PROMPT →
Work through the lines below and count those holding "tiepoint"; reply with the number only.

(Dataset records)
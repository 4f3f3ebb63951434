use std::collections::BTreeMap;
use std::fs::File;
use std::io::{BufReader, Read, Seek};
use std::path::Path;

use ndarray::Array2;
use tiff::decoder::{Decoder, DecodingResult, Limits};
use tiff::tags::Tag;
use tracing::{debug, warn};

use crate::error::RockhoundError;

const GEO_KEY_RASTER_TYPE: u32 = 1025;
const GEO_KEY_GEOGRAPHIC_TYPE: u32 = 2048;
const GEO_KEY_PROJECTED_CS_TYPE: u32 = 3072;
const RASTER_PIXEL_IS_POINT: u32 = 2;
const USER_DEFINED: u32 = 32767;

pub trait RasterDecoder {
    fn open(&self, path: &Path) -> Result<LabeledArray, RockhoundError>;
}

/// `values` is indexed `[row, column]`, so `values.dim() == (y.len(), x.len())`.
#[derive(Debug, Clone, PartialEq)]
pub struct LabeledArray {
    pub name: Option<String>,
    pub values: Array2<f32>,
    pub x: Vec<f64>,
    pub y: Vec<f64>,
    pub nodata: Option<f64>,
    pub attrs: BTreeMap<String, String>,
}

impl LabeledArray {
    pub fn new(values: Array2<f32>, x: Vec<f64>, y: Vec<f64>) -> Result<Self, RockhoundError> {
        let (rows, cols) = values.dim();
        if rows != y.len() || cols != x.len() {
            return Err(RockhoundError::UnsupportedRaster(format!(
                "grid of {rows}x{cols} cells does not match {} y and {} x coordinates",
                y.len(),
                x.len()
            )));
        }
        Ok(Self {
            name: None,
            values,
            x,
            y,
            nodata: None,
            attrs: BTreeMap::new(),
        })
    }

    pub fn with_name(mut self, name: impl Into<String>) -> Self {
        self.name = Some(name.into());
        self
    }

    pub fn with_nodata(mut self, nodata: Option<f64>) -> Self {
        self.nodata = nodata;
        self
    }

    pub fn with_attr(mut self, key: impl Into<String>, value: impl Into<String>) -> Self {
        self.attrs.insert(key.into(), value.into());
        self
    }

    pub fn shape(&self) -> (usize, usize) {
        self.values.dim()
    }

    /// Returns how many cells were replaced with NaN.
    pub fn mask_nodata(&mut self) -> usize {
        let Some(nodata) = self.nodata else {
            return 0;
        };
        let sentinel = nodata as f32;
        if sentinel.is_nan() {
            return 0;
        }
        let mut replaced = 0usize;
        self.values.mapv_inplace(|value| {
            if value == sentinel {
                replaced += 1;
                f32::NAN
            } else {
                value
            }
        });
        replaced
    }
}

#[derive(Debug, Clone, Copy, Default)]
pub struct GeoTiffDecoder;

impl GeoTiffDecoder {
    pub fn new() -> Self {
        Self
    }

    pub fn decode<R: Read + Seek>(&self, reader: R, path: &Path) -> Result<LabeledArray, RockhoundError> {
        let decode_err = |err: tiff::TiffError| RockhoundError::RasterDecode {
            path: path.to_path_buf(),
            message: err.to_string(),
        };

        // Bedmap2 grids are 6667 x 6667 float32 cells, well above the default limits.
        let mut limits = Limits::default();
        limits.decoding_buffer_size = 1024 * 1024 * 1024;
        limits.intermediate_buffer_size = 1024 * 1024 * 1024;
        limits.ifd_value_size = 64 * 1024 * 1024;
        let mut decoder = Decoder::new(reader).map_err(decode_err)?.with_limits(limits);

        let (width, height) = decoder.dimensions().map_err(decode_err)?;
        let samples = decoder.get_tag_u32(Tag::SamplesPerPixel).unwrap_or(1);
        if samples != 1 {
            return Err(RockhoundError::UnsupportedRaster(format!(
                "{} has {samples} samples per pixel, expected a single band",
                path.display()
            )));
        }

        let geo_keys = read_geo_keys(&mut decoder);
        let pixel_is_point = geo_keys.get(&GEO_KEY_RASTER_TYPE) == Some(&RASTER_PIXEL_IS_POINT);
        let tiepoint = decoder.get_tag_f64_vec(Tag::ModelTiepointTag).ok();
        let scale = decoder.get_tag_f64_vec(Tag::ModelPixelScaleTag).ok();
        let coordinates = match (tiepoint, scale) {
            (Some(tiepoint), Some(scale)) => {
                pixel_coordinates(&tiepoint, &scale, width, height, pixel_is_point)
            }
            _ => None,
        };
        let (x, y) = match coordinates {
            Some(coordinates) => coordinates,
            None => {
                warn!(path = %path.display(), "raster has no georeferencing, using pixel indices");
                (
                    (0..width).map(f64::from).collect(),
                    (0..height).map(f64::from).collect(),
                )
            }
        };
        let nodata = read_nodata(&mut decoder);

        let data = read_values(&mut decoder).map_err(decode_err)?;
        let values = Array2::from_shape_vec((height as usize, width as usize), data).map_err(
            |err| RockhoundError::RasterDecode {
                path: path.to_path_buf(),
                message: err.to_string(),
            },
        )?;

        let mut array = LabeledArray::new(values, x, y)?.with_nodata(nodata);
        if let Some(epsg) = epsg_code(&geo_keys) {
            array = array.with_attr("crs", format!("EPSG:{epsg}"));
        }
        if let Some(nodata) = nodata {
            array = array.with_attr("nodata", nodata.to_string());
        }
        debug!(
            path = %path.display(),
            width,
            height,
            nodata = ?nodata,
            "decoded raster"
        );
        Ok(array)
    }
}

impl RasterDecoder for GeoTiffDecoder {
    fn open(&self, path: &Path) -> Result<LabeledArray, RockhoundError> {
        let file = File::open(path).map_err(|err| {
            RockhoundError::Filesystem(format!("open raster {}: {err}", path.display()))
        })?;
        self.decode(BufReader::new(file), path)
    }
}

// Rows run from the tiepoint southwards, so y decreases along the grid.
pub(crate) fn pixel_coordinates(
    tiepoint: &[f64],
    scale: &[f64],
    width: u32,
    height: u32,
    pixel_is_point: bool,
) -> Option<(Vec<f64>, Vec<f64>)> {
    if tiepoint.len() < 6 || scale.len() < 2 {
        return None;
    }
    let (scale_x, scale_y) = (scale[0], scale[1]);
    let origin_x = tiepoint[3] - tiepoint[0] * scale_x;
    let origin_y = tiepoint[4] + tiepoint[1] * scale_y;
    let offset = if pixel_is_point { 0.0 } else { 0.5 };
    let x = (0..width)
        .map(|col| origin_x + (f64::from(col) + offset) * scale_x)
        .collect();
    let y = (0..height)
        .map(|row| origin_y - (f64::from(row) + offset) * scale_y)
        .collect();
    Some((x, y))
}

fn read_values<R: Read + Seek>(decoder: &mut Decoder<R>) -> Result<Vec<f32>, tiff::TiffError> {
    let result = decoder.read_image()?;
    Ok(match result {
        DecodingResult::F32(data) => data,
        DecodingResult::F64(data) => data.into_iter().map(|v| v as f32).collect(),
        DecodingResult::I16(data) => data.into_iter().map(f32::from).collect(),
        DecodingResult::I32(data) => data.into_iter().map(|v| v as f32).collect(),
        DecodingResult::U16(data) => data.into_iter().map(f32::from).collect(),
        DecodingResult::U32(data) => data.into_iter().map(|v| v as f32).collect(),
        DecodingResult::U8(data) => data.into_iter().map(f32::from).collect(),
        DecodingResult::I8(data) => data.into_iter().map(f32::from).collect(),
        DecodingResult::U64(data) => data.into_iter().map(|v| v as f32).collect(),
        DecodingResult::I64(data) => data.into_iter().map(|v| v as f32).collect(),
    })
}

fn read_nodata<R: Read + Seek>(decoder: &mut Decoder<R>) -> Option<f64> {
    let raw = decoder
        .get_tag_ascii_string(Tag::GdalNodata)
        .ok()?;
    parse_nodata(&raw)
}

pub fn parse_nodata(raw: &str) -> Option<f64> {
    let trimmed = raw.trim_matches(char::from(0)).trim();
    match trimmed.to_ascii_lowercase().as_str() {
        "" => None,
        "nan" => Some(f64::NAN),
        other => other.parse().ok(),
    }
}

fn read_geo_keys<R: Read + Seek>(decoder: &mut Decoder<R>) -> BTreeMap<u32, u32> {
    decoder
        .get_tag_u32_vec(Tag::GeoKeyDirectoryTag)
        .map(|directory| parse_geo_keys(&directory))
        .unwrap_or_default()
}

pub fn parse_geo_keys(directory: &[u32]) -> BTreeMap<u32, u32> {
    let mut keys = BTreeMap::new();
    if directory.len() < 4 {
        return keys;
    }
    let count = directory[3] as usize;
    for entry in directory[4..].chunks_exact(4).take(count) {
        let (key, location, value) = (entry[0], entry[1], entry[3]);
        // Location 0 means the value is stored inline.
        if location == 0 {
            keys.insert(key, value);
        }
    }
    keys
}

fn epsg_code(geo_keys: &BTreeMap<u32, u32>) -> Option<u32> {
    [GEO_KEY_PROJECTED_CS_TYPE, GEO_KEY_GEOGRAPHIC_TYPE]
        .iter()
        .filter_map(|key| geo_keys.get(key).copied())
        .find(|code| *code != 0 && *code != USER_DEFINED)
}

RESULT →
9